● GOAL OF THE EXERCISE: Would you copy each line of the data below that has "notify"?

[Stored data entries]
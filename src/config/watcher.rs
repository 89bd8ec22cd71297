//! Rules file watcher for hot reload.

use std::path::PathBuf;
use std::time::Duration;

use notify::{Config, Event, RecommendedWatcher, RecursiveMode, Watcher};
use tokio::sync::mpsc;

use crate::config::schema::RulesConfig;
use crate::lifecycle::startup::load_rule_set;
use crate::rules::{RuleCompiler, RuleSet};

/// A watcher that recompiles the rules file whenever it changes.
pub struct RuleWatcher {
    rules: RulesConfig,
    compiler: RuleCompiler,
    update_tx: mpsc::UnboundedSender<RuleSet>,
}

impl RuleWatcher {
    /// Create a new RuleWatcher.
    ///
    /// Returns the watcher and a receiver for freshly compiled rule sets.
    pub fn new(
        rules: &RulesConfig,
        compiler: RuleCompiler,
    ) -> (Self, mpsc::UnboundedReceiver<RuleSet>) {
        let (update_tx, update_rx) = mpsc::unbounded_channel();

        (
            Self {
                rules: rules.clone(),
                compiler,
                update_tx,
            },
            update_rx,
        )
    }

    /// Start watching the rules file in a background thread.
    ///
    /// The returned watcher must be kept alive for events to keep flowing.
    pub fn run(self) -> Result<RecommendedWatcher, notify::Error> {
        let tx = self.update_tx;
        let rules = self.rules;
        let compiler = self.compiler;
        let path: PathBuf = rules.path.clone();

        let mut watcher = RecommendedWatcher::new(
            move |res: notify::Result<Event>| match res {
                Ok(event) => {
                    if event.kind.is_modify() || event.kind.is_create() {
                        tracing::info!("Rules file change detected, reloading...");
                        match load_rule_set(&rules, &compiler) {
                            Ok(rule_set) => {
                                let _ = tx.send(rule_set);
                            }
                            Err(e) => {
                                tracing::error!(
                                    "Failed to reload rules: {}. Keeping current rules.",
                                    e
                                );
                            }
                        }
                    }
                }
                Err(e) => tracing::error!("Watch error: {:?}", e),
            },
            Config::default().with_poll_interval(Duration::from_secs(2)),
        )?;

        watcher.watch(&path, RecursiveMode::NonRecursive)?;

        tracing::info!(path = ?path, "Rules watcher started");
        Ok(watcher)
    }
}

● ANSWER FOR THIS EXERCISE:
use notify::{Config, Event, RecommendedWatcher, RecursiveMode, Watcher};
    pub fn run(self) -> Result<RecommendedWatcher, notify::Error> {
            move |res: notify::Result<Event>| match res {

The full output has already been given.